Le salaire de l’incroyable Nina Derwael représente 0,06 % du salaire de Kevin De Bruyne. N’y a-t-il personne pour remettre cela en question ?

Elle l’a fait. Nina est un pur diamant. Ses 32 heures d’entraînement par semaine pour réaliser ses ultimes mouvements dans sa discipline d’excellence ont porté leurs fruits. La chair de poule. Jusqu’à ce que vous lisiez qu’elle gagne 1 200 euros… par mois. La question n’est pas de savoir si elle est payée trop peu. C’est évident. La vraie question est de savoir si le salaire de Kevin De Bruyne est justifié : 2.908 euros… par heure.

C’est une question dont la plupart des commentateurs se méfient. Les salaires absurdes des footballeurs de haut niveau sont occultés par un certain nombre d’arguments émotionnels et de raisons financières peu convaincantes – pas vraiment étudiées.
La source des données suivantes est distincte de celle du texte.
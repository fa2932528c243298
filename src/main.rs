mod ast;
mod backend;
mod codegen;
mod error;
mod ir;
mod jit;
mod lexer;
#[cfg(feature = "llvm")]
mod llvm;
mod operator;
mod parser;
mod token;
mod toplevel;

use backend::Backend;
use clap::Parser;
use jit::Jit;
use lexer::Lexer;
use std::path::PathBuf;
use toplevel::Driver;

/// A simple kaleidoscope interpreter
#[derive(Parser)]
#[command(version)]
struct Cli {
    /// Run the forms in PATH before reading from stdin
    #[arg(short = 'i', long = "include-file", value_name = "PATH")]
    include_file: Vec<PathBuf>,

    /// Compile through LLVM's MCJIT instead of the built-in interpreter
    #[cfg(feature = "llvm")]
    #[arg(long)]
    llvm: bool,
}

fn run<B: Backend, J: Jit<Module = B::Module>>(mut driver: Driver<B, J>, includes: &[PathBuf]) {
    for path in includes {
        if let Err(e) = driver.include_file(path) {
            eprintln!("ERROR: {}", e);
        }
    }
    driver.main_loop(true);
}

fn main() {
    let cli = Cli::parse();

    #[cfg(feature = "llvm")]
    {
        if cli.llvm {
            match Driver::llvm(Lexer::stdin()) {
                Ok(driver) => run(driver, &cli.include_file),
                Err(e) => eprintln!("ERROR: {}", e),
            }
            return;
        }
    }

    run(Driver::new(Lexer::stdin()), &cli.include_file);
}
Certainement pas les efforts qu’ils font

Les efforts consentis ne sont certainement pas une base de calcul. Si vous écoutez Remco Evenepoel, qui est passé du football au cyclisme, il s’entraîne désormais 3 fois plus, ce qui correspond au nombre d’heures d’entraînement de Nina. Cela signifierait que Nina devrait gagner 75 millions d’euros par an. Après tout, Kevin gagne un peu plus de 25 millions d’euros par an.

Venons-en aux arguments rationnels

La première est la valeur marchande. Il y a toujours un cheik qui peut payer plus. Alors « pourquoi pas ? » crient à l’unisson les agents de football. L’autre argument avec lequel les parties intéressées agitent leurs bras est un peu plus subtile. C’est le fait que ces joueurs de haut niveau apportent un plus au club de football qui les a engagés. C’est de l’argent comptant. Ils sont le facteur X.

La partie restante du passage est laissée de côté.